Following World War II, Wood Gundy expanded its operations, starting to underwrite and distribute securities of Canadian corporations. Continued growth was driven through Canada's increasing industrialization and growing population, leading to greater demand for capital and investment securities. This expansion transformed Wood Gundy into a full-service investment house. Wood Gundy was the first Canadian dealer to open an office in Tokyo, and the first firm to employ a female trader on the floor of the Toronto Stock Exchange.

The operations of the company, then called "Wood, Gundy & Company Limited", were split into two newly incorporated companies in 1962. The first, responsible for investment dealer operations, was called "Wood Gundy Securities Limited". The second, responsible for the investment holding business, was named "Wood Gundy Holdings Limited". These two firms existed until the early 1970s, when they reunited as a single firm under the name "Wood Gundy Limited". At this time, Charles Gundy, the son of the founder, was Chairman.

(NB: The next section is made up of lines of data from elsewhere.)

use std::path::Path;

use serde::{Deserialize, Serialize};

use crate::analysis::{MAX_FFT_SIZE, MIN_FFT_SIZE};
use crate::Result;

/// Upper bound on how often the loop section may repeat.
pub const MAX_LOOP_COUNT: u32 = 1024;

/// Top-level configuration structure for the application.
#[derive(Debug, Clone, Default, PartialEq, Serialize, Deserialize)]
#[serde(default)]
pub struct AppConfig {
    pub render: RenderConfig,
    pub song: SongConfig,
    pub analysis: AnalysisConfig,
}

impl AppConfig {
    /// Parses a JSON document, filling absent fields with defaults.
    pub fn from_json_str(json: &str) -> Result<Self> {
        let mut config: Self = serde_json::from_str(json)?;
        config.validate();
        Ok(config)
    }

    pub fn load(path: impl AsRef<Path>) -> Result<Self> {
        let text = std::fs::read_to_string(path)?;
        Self::from_json_str(&text)
    }

    /// Pulls every value back into the range the subsystems accept.
    pub fn validate(&mut self) {
        self.render.refresh_rate_hz = self.render.refresh_rate_hz.max(1);
        self.render.fps_slice_ms = self.render.fps_slice_ms.max(1);
        self.render.metrics_window_secs = self.render.metrics_window_secs.max(1);
        self.song.loop_count = self.song.loop_count.clamp(1, MAX_LOOP_COUNT);
        self.analysis.fft_size = self
            .analysis
            .fft_size
            .clamp(MIN_FFT_SIZE, MAX_FFT_SIZE)
            .next_power_of_two();
        self.analysis.smoothing = if self.analysis.smoothing.is_finite() {
            self.analysis.smoothing.clamp(0.0, 1.0)
        } else {
            AnalysisConfig::default().smoothing
        };
    }
}

/// Frame pacing and diagnostics settings for the render scheduling loop.
#[derive(Debug, Clone, PartialEq, Serialize, Deserialize)]
#[serde(default)]
pub struct RenderConfig {
    pub refresh_rate_hz: u32,
    /// Delay between iterations while the output is hidden.
    pub hidden_delay_ms: u64,
    pub metrics_window_secs: u64,
    pub fps_slice_ms: u64,
    pub use_worker: bool,
}

impl Default for RenderConfig {
    fn default() -> Self {
        Self {
            refresh_rate_hz: 60,
            hidden_delay_ms: 200,
            metrics_window_secs: 10,
            fps_slice_ms: 1000,
            use_worker: true,
        }
    }
}

/// Settings applied when compiling a song's tick table.
#[derive(Debug, Clone, PartialEq, Serialize, Deserialize)]
#[serde(default)]
pub struct SongConfig {
    pub loop_count: u32,
    pub rebuild_throttle_ms: u64,
}

impl Default for SongConfig {
    fn default() -> Self {
        Self {
            loop_count: 1,
            rebuild_throttle_ms: 50,
        }
    }
}

/// Configuration specific to the audio analyser.
#[derive(Debug, Clone, PartialEq, Serialize, Deserialize)]
#[serde(default)]
pub struct AnalysisConfig {
    pub sample_rate: u32,
    pub fft_size: usize,
    pub smoothing: f64,
}

impl Default for AnalysisConfig {
    fn default() -> Self {
        Self {
            sample_rate: 48_000,
            fft_size: 2048,
            smoothing: 0.8,
        }
    }
}

#[cfg(test)]
mod tests {
    use super::*;

    #[test]
    fn partial_json_keeps_defaults() {
        let config = AppConfig::from_json_str(r#"{ "song": { "loop_count": 3 } }"#).unwrap();
        assert_eq!(config.song.loop_count, 3);
        assert_eq!(config.song.rebuild_throttle_ms, 50);
        assert_eq!(config.render, RenderConfig::default());
    }

    #[test]
    fn validation_normalises_ranges() {
        let config = AppConfig::from_json_str(
            r#"{ "song": { "loop_count": 0 }, "analysis": { "fft_size": 1000, "smoothing": 4.0 } }"#,
        )
        .unwrap();
        assert_eq!(config.song.loop_count, 1);
        assert_eq!(config.analysis.fft_size, 1024);
        assert_eq!(config.analysis.smoothing, 1.0);

        let config =
            AppConfig::from_json_str(r#"{ "analysis": { "fft_size": 1000000 } }"#).unwrap();
        assert_eq!(config.analysis.fft_size, MAX_FFT_SIZE);
    }

    #[test]
    fn loop_count_is_capped() {
        let config =
            AppConfig::from_json_str(r#"{ "song": { "loop_count": 4000000000 } }"#).unwrap();
        assert_eq!(config.song.loop_count, MAX_LOOP_COUNT);
    }

    #[test]
    fn rejects_malformed_json() {
        assert!(AppConfig::from_json_str("{ song: ").is_err());
    }
}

Wood Gundy remained the largest brokerage and securities firm in Canada until the early 1980s, when the merger of Dominion Securities and A.E. Ames created the largest firm in the country.

===Acquisition by CIBC===

By the mid-1980s, Wood Gundy, which was owned by approximately 600 of its employees, was looking for a merger partner. In 1986, Wood Gundy had nearly merged with Gordon Capital Corporation, but that deal was aborted at the last minute. By 1987, there were a number of banks actively pursuing a deal with Wood Gundy, including First National Bank of Chicago, the Union Bank of Switzerland and the Royal Bank of Canada, however these deals fell apart in the middle of the year due to high price expectations. The firm was impacted by the 1987 stock market crash in October 1987 and intensified its efforts to find a buyer.

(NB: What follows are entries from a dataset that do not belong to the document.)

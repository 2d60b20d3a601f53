//! Routing of named values from modulation sources to target slots.
//!
//! A [`Source`] owns named values; a [`Target`] owns named slots with default
//! values. Connecting binds one source property to one target slot and pushes
//! the current value immediately; every later [`Source::set`] pushes to all
//! bound slots before returning. A slot accepts at most one source at a time.
//!
//! Both sides keep bookkeeping for every connection so that tearing down
//! either side leaves no dangling entries on the other. Handles are cheap
//! clones of a shared node and are confined to one thread.

mod transform;

use std::any::{Any, TypeId};
use std::cell::RefCell;
use std::collections::BTreeMap;
use std::fmt;
use std::marker::PhantomData;
use std::rc::{Rc, Weak};

pub use transform::{apply_chain, Transform};

const DEFAULT_SOURCE_LABEL: &str = "Unnamed Source";
const DEFAULT_TARGET_LABEL: &str = "Unnamed Target";

type Value = Box<dyn Any>;
type Convert = fn(&dyn Any, &[Transform]) -> Option<Value>;

/// Typed name of a modulation property.
///
/// Connecting requires both keys to carry the same value type.
pub struct ModKey<T> {
    name: &'static str,
    _value: PhantomData<fn() -> T>,
}

impl<T> ModKey<T> {
    pub const fn new(name: &'static str) -> Self {
        Self {
            name,
            _value: PhantomData,
        }
    }

    pub const fn name(&self) -> &'static str {
        self.name
    }
}

impl<T> Clone for ModKey<T> {
    fn clone(&self) -> Self {
        *self
    }
}

impl<T> Copy for ModKey<T> {}

impl<T> fmt::Debug for ModKey<T> {
    fn fmt(&self, f: &mut fmt::Formatter<'_>) -> fmt::Result {
        write!(f, "ModKey({})", self.name)
    }
}

fn convert_plain<T: Clone + 'static>(value: &dyn Any, _: &[Transform]) -> Option<Value> {
    value
        .downcast_ref::<T>()
        .map(|value| Box::new(value.clone()) as Value)
}

fn convert_scalar(value: &dyn Any, transforms: &[Transform]) -> Option<Value> {
    value
        .downcast_ref::<f64>()
        .map(|&value| Box::new(apply_chain(transforms, value)) as Value)
}

struct Slot {
    value: Value,
    type_id: TypeId,
}

impl Slot {
    fn new<T: 'static>(value: T) -> Self {
        Self {
            value: Box::new(value),
            type_id: TypeId::of::<T>(),
        }
    }

    fn holds<T: 'static>(&self) -> bool {
        self.type_id == TypeId::of::<T>()
    }
}

struct Binding {
    target: Weak<RefCell<TargetNode>>,
    source_key: &'static str,
    target_key: &'static str,
    transforms: Vec<Transform>,
    convert: Convert,
}

impl Binding {
    fn drives(&self, target: &Target) -> bool {
        self.target.as_ptr() == Rc::as_ptr(&target.node)
    }
}

struct SourceNode {
    label: String,
    properties: BTreeMap<&'static str, Slot>,
    bindings: Vec<Binding>,
}

struct BoundSource {
    source: Weak<RefCell<SourceNode>>,
    source_key: &'static str,
}

struct TargetSlot {
    slot: Slot,
    bound: Option<BoundSource>,
}

impl TargetSlot {
    fn is_bound(&self) -> bool {
        self.bound
            .as_ref()
            .is_some_and(|bound| bound.source.strong_count() > 0)
    }
}

struct TargetNode {
    label: String,
    slots: BTreeMap<&'static str, TargetSlot>,
    version: u64,
}

impl TargetNode {
    fn write(&mut self, key: &'static str, value: Value) {
        if let Some(slot) = self.slots.get_mut(key) {
            slot.slot.value = value;
            self.version += 1;
        }
    }

    fn unbind(&mut self, key: &'static str) {
        if let Some(slot) = self.slots.get_mut(key) {
            slot.bound = None;
        }
    }
}

/// Producer side of the graph.
#[derive(Clone)]
pub struct Source {
    node: Rc<RefCell<SourceNode>>,
}

impl Source {
    pub fn new(label: impl Into<String>) -> Self {
        Self {
            node: Rc::new(RefCell::new(SourceNode {
                label: label.into(),
                properties: BTreeMap::new(),
                bindings: Vec::new(),
            })),
        }
    }

    /// Adds a property with its initial value.
    pub fn with_property<T: Clone + 'static>(self, key: ModKey<T>, initial: T) -> Self {
        self.node
            .borrow_mut()
            .properties
            .insert(key.name, Slot::new(initial));
        self
    }

    pub fn label(&self) -> String {
        self.node.borrow().label.clone()
    }

    pub fn set_label(&self, label: impl Into<String>) {
        self.node.borrow_mut().label = label.into();
    }

    pub fn get<T: Clone + 'static>(&self, key: ModKey<T>) -> Option<T> {
        let node = self.node.borrow();
        node.properties
            .get(key.name)
            .and_then(|slot| slot.value.downcast_ref::<T>())
            .cloned()
    }

    /// Updates a property and pushes it to every bound target slot.
    ///
    /// Returns false if the property does not exist with this type.
    pub fn set<T: Clone + 'static>(&self, key: ModKey<T>, value: T) -> bool {
        {
            let mut node = self.node.borrow_mut();
            match node.properties.get_mut(key.name) {
                Some(slot) if slot.holds::<T>() => slot.value = Box::new(value),
                _ => return false,
            }
        }
        self.push(key.name);
        true
    }

    /// Binds `source_key` to the target's `target_key` slot.
    ///
    /// Fails without side effects if the slot is already driven by a source,
    /// or if either property is missing or holds another type.
    pub fn connect<T: Clone + 'static>(
        &self,
        target: &impl Modulatable,
        source_key: ModKey<T>,
        target_key: ModKey<T>,
    ) -> bool {
        self.bind(
            target.modulation(),
            source_key.name,
            target_key.name,
            TypeId::of::<T>(),
            Vec::new(),
            convert_plain::<T>,
        )
    }

    /// Like [`Source::connect`], reshaping the value through `transforms`.
    pub fn connect_with(
        &self,
        target: &impl Modulatable,
        source_key: ModKey<f64>,
        target_key: ModKey<f64>,
        transforms: Vec<Transform>,
    ) -> bool {
        self.bind(
            target.modulation(),
            source_key.name,
            target_key.name,
            TypeId::of::<f64>(),
            transforms,
            convert_scalar,
        )
    }

    /// Replaces the transform chain of an existing binding and re-pushes.
    pub fn set_transforms(
        &self,
        target: &impl Modulatable,
        source_key: ModKey<f64>,
        target_key: ModKey<f64>,
        transforms: Vec<Transform>,
    ) -> bool {
        let target = target.modulation();
        let update = {
            let mut node = self.node.borrow_mut();
            let SourceNode {
                properties,
                bindings,
                ..
            } = &mut *node;
            let Some(binding) = bindings.iter_mut().find(|binding| {
                binding.drives(target)
                    && binding.source_key == source_key.name
                    && binding.target_key == target_key.name
            }) else {
                return false;
            };
            binding.transforms = transforms;
            binding.convert = convert_scalar;
            properties
                .get(source_key.name)
                .and_then(|slot| convert_scalar(slot.value.as_ref(), &binding.transforms))
        };
        if let Some(value) = update {
            target.node.borrow_mut().write(target_key.name, value);
        }
        true
    }

    /// Removes one binding.
    pub fn disconnect<T>(
        &self,
        target: &impl Modulatable,
        source_key: ModKey<T>,
        target_key: ModKey<T>,
    ) {
        let target = target.modulation();
        let removed = self.remove_bindings(|binding| {
            binding.drives(target)
                && binding.source_key == source_key.name
                && binding.target_key == target_key.name
        });
        let mut node = target.node.borrow_mut();
        for binding in removed {
            node.unbind(binding.target_key);
        }
    }

    /// Removes every binding into `target`.
    pub fn disconnect_target(&self, target: &impl Modulatable) {
        let target = target.modulation();
        let removed = self.remove_bindings(|binding| binding.drives(target));
        let mut node = target.node.borrow_mut();
        for binding in removed {
            node.unbind(binding.target_key);
        }
    }

    /// Removes every binding of this source.
    pub fn disconnect_all(&self) {
        let removed = self.remove_bindings(|_| true);
        for binding in removed {
            if let Some(target) = binding.target.upgrade() {
                target.borrow_mut().unbind(binding.target_key);
            }
        }
    }

    pub fn destroy(&self) {
        self.disconnect_all();
    }

    /// Targets currently driven by `key`, with the slot name on each.
    pub fn connected_targets<T>(&self, key: ModKey<T>) -> Vec<(Target, &'static str)> {
        self.node
            .borrow()
            .bindings
            .iter()
            .filter(|binding| binding.source_key == key.name)
            .filter_map(|binding| {
                let node = binding.target.upgrade()?;
                Some((Target { node }, binding.target_key))
            })
            .collect()
    }

    fn bind(
        &self,
        target: &Target,
        source_key: &'static str,
        target_key: &'static str,
        type_id: TypeId,
        transforms: Vec<Transform>,
        convert: Convert,
    ) -> bool {
        let initial = {
            let node = self.node.borrow();
            match node.properties.get(source_key) {
                Some(slot) if slot.type_id == type_id => {
                    convert(slot.value.as_ref(), &transforms)
                }
                _ => None,
            }
        };
        let Some(initial) = initial else {
            return false;
        };
        {
            let mut node = target.node.borrow_mut();
            let Some(slot) = node.slots.get_mut(target_key) else {
                return false;
            };
            if slot.is_bound() || slot.slot.type_id != type_id {
                return false;
            }
            slot.bound = Some(BoundSource {
                source: Rc::downgrade(&self.node),
                source_key,
            });
            node.write(target_key, initial);
        }
        self.node.borrow_mut().bindings.push(Binding {
            target: Rc::downgrade(&target.node),
            source_key,
            target_key,
            transforms,
            convert,
        });
        tracing::trace!(source_key, target_key, "modulation connected");
        true
    }

    fn push(&self, key: &'static str) {
        let mut stale = false;
        let updates: Vec<_> = {
            let node = self.node.borrow();
            let Some(slot) = node.properties.get(key) else {
                return;
            };
            node.bindings
                .iter()
                .filter(|binding| binding.source_key == key)
                .filter_map(|binding| {
                    let value = (binding.convert)(slot.value.as_ref(), &binding.transforms)?;
                    Some((binding.target.clone(), binding.target_key, value))
                })
                .collect()
        };
        for (target, target_key, value) in updates {
            match target.upgrade() {
                Some(target) => target.borrow_mut().write(target_key, value),
                None => stale = true,
            }
        }
        if stale {
            self.node
                .borrow_mut()
                .bindings
                .retain(|binding| binding.target.strong_count() > 0);
        }
    }

    fn remove_bindings(&self, mut remove: impl FnMut(&Binding) -> bool) -> Vec<Binding> {
        let mut node = self.node.borrow_mut();
        let (removed, kept): (Vec<_>, Vec<_>) = std::mem::take(&mut node.bindings)
            .into_iter()
            .partition(|binding| remove(binding));
        node.bindings = kept;
        removed
    }
}

impl fmt::Debug for Source {
    fn fmt(&self, f: &mut fmt::Formatter<'_>) -> fmt::Result {
        let node = self.node.borrow();
        f.debug_struct("Source")
            .field("label", &node.label)
            .field("properties", &node.properties.keys().collect::<Vec<_>>())
            .field("bindings", &node.bindings.len())
            .finish()
    }
}

impl Default for Source {
    fn default() -> Self {
        Self::new(DEFAULT_SOURCE_LABEL)
    }
}

/// Consumer side of the graph.
#[derive(Clone)]
pub struct Target {
    node: Rc<RefCell<TargetNode>>,
}

impl Target {
    pub fn new(label: impl Into<String>) -> Self {
        Self {
            node: Rc::new(RefCell::new(TargetNode {
                label: label.into(),
                slots: BTreeMap::new(),
                version: 0,
            })),
        }
    }

    /// Adds a slot holding `default` until a source drives it.
    pub fn with_slot<T: Clone + 'static>(self, key: ModKey<T>, default: T) -> Self {
        self.node.borrow_mut().slots.insert(
            key.name,
            TargetSlot {
                slot: Slot::new(default),
                bound: None,
            },
        );
        self
    }

    pub fn label(&self) -> String {
        self.node.borrow().label.clone()
    }

    pub fn set_label(&self, label: impl Into<String>) {
        self.node.borrow_mut().label = label.into();
    }

    pub fn get<T: Clone + 'static>(&self, key: ModKey<T>) -> Option<T> {
        let node = self.node.borrow();
        node.slots
            .get(key.name)
            .and_then(|slot| slot.slot.value.downcast_ref::<T>())
            .cloned()
    }

    /// Incremented on every pushed value; compare against a saved copy to
    /// detect changes.
    pub fn version(&self) -> u64 {
        self.node.borrow().version
    }

    pub fn connected<T>(&self, key: ModKey<T>) -> bool {
        self.node
            .borrow()
            .slots
            .get(key.name)
            .is_some_and(TargetSlot::is_bound)
    }

    /// The source driving `key`, with the source property name.
    pub fn connected_source<T>(&self, key: ModKey<T>) -> Option<(Source, &'static str)> {
        let node = self.node.borrow();
        let bound = node.slots.get(key.name)?.bound.as_ref()?;
        let source = bound.source.upgrade()?;
        Some((Source { node: source }, bound.source_key))
    }

    /// Disconnects every source driving this target.
    pub fn destroy(&self) {
        let sources: Vec<Source> = {
            let mut node = self.node.borrow_mut();
            node.slots
                .values_mut()
                .filter_map(|slot| {
                    let bound = slot.bound.take()?;
                    bound.source.upgrade()
                })
                .map(|node| Source { node })
                .collect()
        };
        for source in sources {
            source.disconnect_target(self);
        }
    }
}

impl fmt::Debug for Target {
    fn fmt(&self, f: &mut fmt::Formatter<'_>) -> fmt::Result {
        let node = self.node.borrow();
        f.debug_struct("Target")
            .field("label", &node.label)
            .field("slots", &node.slots.keys().collect::<Vec<_>>())
            .field("version", &node.version)
            .finish()
    }
}

impl Default for Target {
    fn default() -> Self {
        Self::new(DEFAULT_TARGET_LABEL)
    }
}

/// Anything that exposes a modulation target.
pub trait Modulatable {
    fn modulation(&self) -> &Target;
}

impl Modulatable for Target {
    fn modulation(&self) -> &Target {
        self
    }
}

CIBC purchased a 60 percent stake in Wood Gundy in June 1988 for C$110 million (US$86 million), representing a total value of the firm of C$183 (US$143 million). At the time of its acquisition, Wood Gundy was the leading Canadian investment dealer. Following the acquisition, CIBC formed CIBC Wood Gundy, which offered primarily asset management services for corporate and institutional clients.

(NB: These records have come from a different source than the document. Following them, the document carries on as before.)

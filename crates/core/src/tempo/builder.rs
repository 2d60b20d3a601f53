use std::cmp::Reverse;

use super::{Keyframe, TickTable};
use crate::song::{Channel, ModInstrument, ModSetting, Note, Pattern, Song, MOD_LANES};
use crate::{Result, SoundTileError};

/// Tempo control point local to one bar.
#[derive(Debug, Clone, Copy, PartialEq)]
struct LocalKeyframe {
    tick: f64,
    ticks_per_second: f64,
    /// Tempo stays constant until the next keyframe instead of ramping.
    hold: bool,
}

impl LocalKeyframe {
    fn new(tick: f64, ticks_per_second: f64, hold: bool) -> Self {
        Self {
            tick,
            ticks_per_second,
            hold,
        }
    }
}

/// Tempo automation and skip point of a single bar.
#[derive(Debug, Clone, PartialEq)]
struct BarAutomation {
    keyframes: Vec<LocalKeyframe>,
    next_bar_tick: f64,
}

/// Bar order actually played for `loop_count` passes through the loop range.
///
/// Extra copies of the loop range are spliced in directly after its original
/// occurrence, so bars after the loop still play once at the end.
pub fn expand_bar_sequence(song: &Song, loop_count: u32) -> Vec<usize> {
    let mut bars: Vec<usize> = (0..song.song_length).collect();
    let start = song.loop_bars.offset.min(song.song_length);
    let end = song
        .loop_bars
        .offset
        .saturating_add(song.loop_bars.length)
        .min(song.song_length);
    if start < end {
        for _ in 1..loop_count.max(1) {
            let repeat = bars[start..end].to_vec();
            bars.splice(end..end, repeat);
        }
    }
    bars
}

/// Compiles the keyframe table for `song` played with `loop_count` loops.
///
/// `None` yields an empty table. Structural problems in mod channels are
/// reported as [`SoundTileError::CorruptSong`]; callers should treat the song
/// as unplayable rather than render a partial table.
pub fn build_tick_table(song: Option<&Song>, loop_count: u32) -> Result<TickTable> {
    let Some(song) = song else {
        return Ok(TickTable::empty());
    };
    if !(song.tick_speed.is_finite() && song.tick_speed > 0.0) {
        return Err(SoundTileError::corrupt(
            "tickSpeed",
            format!("expected a positive tempo, got {}", song.tick_speed),
        ));
    }
    if song.bar_length == 0 {
        return Err(SoundTileError::corrupt("barLength", "bars must contain ticks"));
    }

    let bars = expand_bar_sequence(song, loop_count);
    let bar_length = f64::from(song.bar_length);
    let mut table = TableWriter::new(song.tick_speed);
    let mut skipped_time = false;

    for (position, &bar) in bars.iter().enumerate() {
        let offset = position as f64 * bar_length;
        if skipped_time {
            table.jump_to(offset);
        }
        let automation = collect_bar(song, bar, table.tempo())?;
        skipped_time = automation.next_bar_tick < bar_length;
        for keyframe in &automation.keyframes {
            table.advance_to(
                offset + keyframe.tick,
                keyframe.ticks_per_second,
                keyframe.hold,
            );
        }
        if skipped_time {
            table.advance_to(offset + automation.next_bar_tick, table.tempo(), true);
        }
    }

    let total_ticks = bars.len() as f64 * bar_length;
    if skipped_time {
        table.jump_to(total_ticks);
    } else {
        table.advance_to(total_ticks, table.tempo(), true);
    }

    let table = TickTable::from_keyframes(table.finish(), song.bar_length, song.beat_length);
    tracing::debug!(
        bars = bars.len(),
        keyframes = table.keyframes().len(),
        song_length = table.song_length(),
        "compiled tick table"
    );
    Ok(table)
}

/// Gathers the tempo keyframes of one bar from every mod channel.
///
/// Channels are visited from the last to the first, and notes from the
/// highest lane down, so lower-indexed channels and lanes splice over what
/// was placed before them. The list starts with a held keyframe at the entry
/// tempo so that overrides can restore it once they end.
fn collect_bar(song: &Song, bar: usize, entry_tempo: f64) -> Result<BarAutomation> {
    let bar_length = f64::from(song.bar_length);
    let mut keyframes = vec![LocalKeyframe::new(0.0, entry_tempo, true)];
    let mut next_bar_tick = bar_length;

    for (channel_index, channel) in song.mod_channels().rev() {
        let Some((pattern, modulator)) = active_pattern(channel, channel_index, bar)? else {
            continue;
        };

        let mut lanes = Vec::with_capacity(pattern.notes.len());
        for note in &pattern.notes {
            let pitch = *note.pitches.first().ok_or_else(|| {
                SoundTileError::corrupt(
                    "pitches",
                    format!("mod note without a pitch in channel {channel_index}"),
                )
            })?;
            let lane = (MOD_LANES as u32 - 1).saturating_sub(pitch);
            lanes.push((lane, pitch, note));
        }
        lanes.sort_by_key(|&(lane, _, _)| Reverse(lane));

        for (_, pitch, note) in lanes {
            match modulator.lane_setting(pitch) {
                ModSetting::Tempo => {
                    let points = tempo_points(song, note)?;
                    splice_note(&mut keyframes, points);
                }
                ModSetting::NextBar => {
                    if let Some(start) = note.start_tick() {
                        next_bar_tick = next_bar_tick.min(start.clamp(0.0, bar_length));
                    }
                }
                ModSetting::Other => {}
            }
        }
    }

    if next_bar_tick < bar_length {
        truncate_at(&mut keyframes, next_bar_tick);
    }
    Ok(BarAutomation {
        keyframes,
        next_bar_tick,
    })
}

Two years later, in 1990, CIBC continued to expand in the Canadian securities business by acquiring much of Merrill Lynch & Company's Canadian securities business. The acquisition included 20 offices and between 700 and 800 employees as well as access for CIBC to Merrill's equity research. The transaction made Wood Gundy once again the largest brokerage firm in Canada. In 2001, CIBC would buy the remainder of Merrill's Canadian business.

In 1997, CIBC Wood Gundy acquired the U.S. brokerage house Oppenheimer & Co. After the acquisition the U.S. division took the name CIBC Oppenheimer, eliminating the use of the Wood Gundy brand through much of the bank.

== Leadership ==

=== President ===
1. James Henry Gundy, 1925–1948
2. Charles Lake Gundy, 1948–1967
3. William Price Wilder, 1967–1972
4. Charles Edward Medland, 1972–1982
5. Walter Donald Bean, 1982–1988
6. John Stewart Hunkin, 1988–1990
7. Richard Venn, 1990–1992
8. Jim Beqaj, 1992–1996
9. Wayne Fox, 1996–199?

=== Chairman of the Board ===
1. George Herbert Wood, 1925–1932
2. James Henry Gundy, 1948–1951
3. Alan Holmes Williamson, 1959–1960
4. William Pearson Scott, 1959–1967
5. Charles Lake Gundy, 1967–1978
6. Charles Edward Medland, 1978–1988
7. George Edmund King, 1988–1992
8. Richard Venn, 1992–199?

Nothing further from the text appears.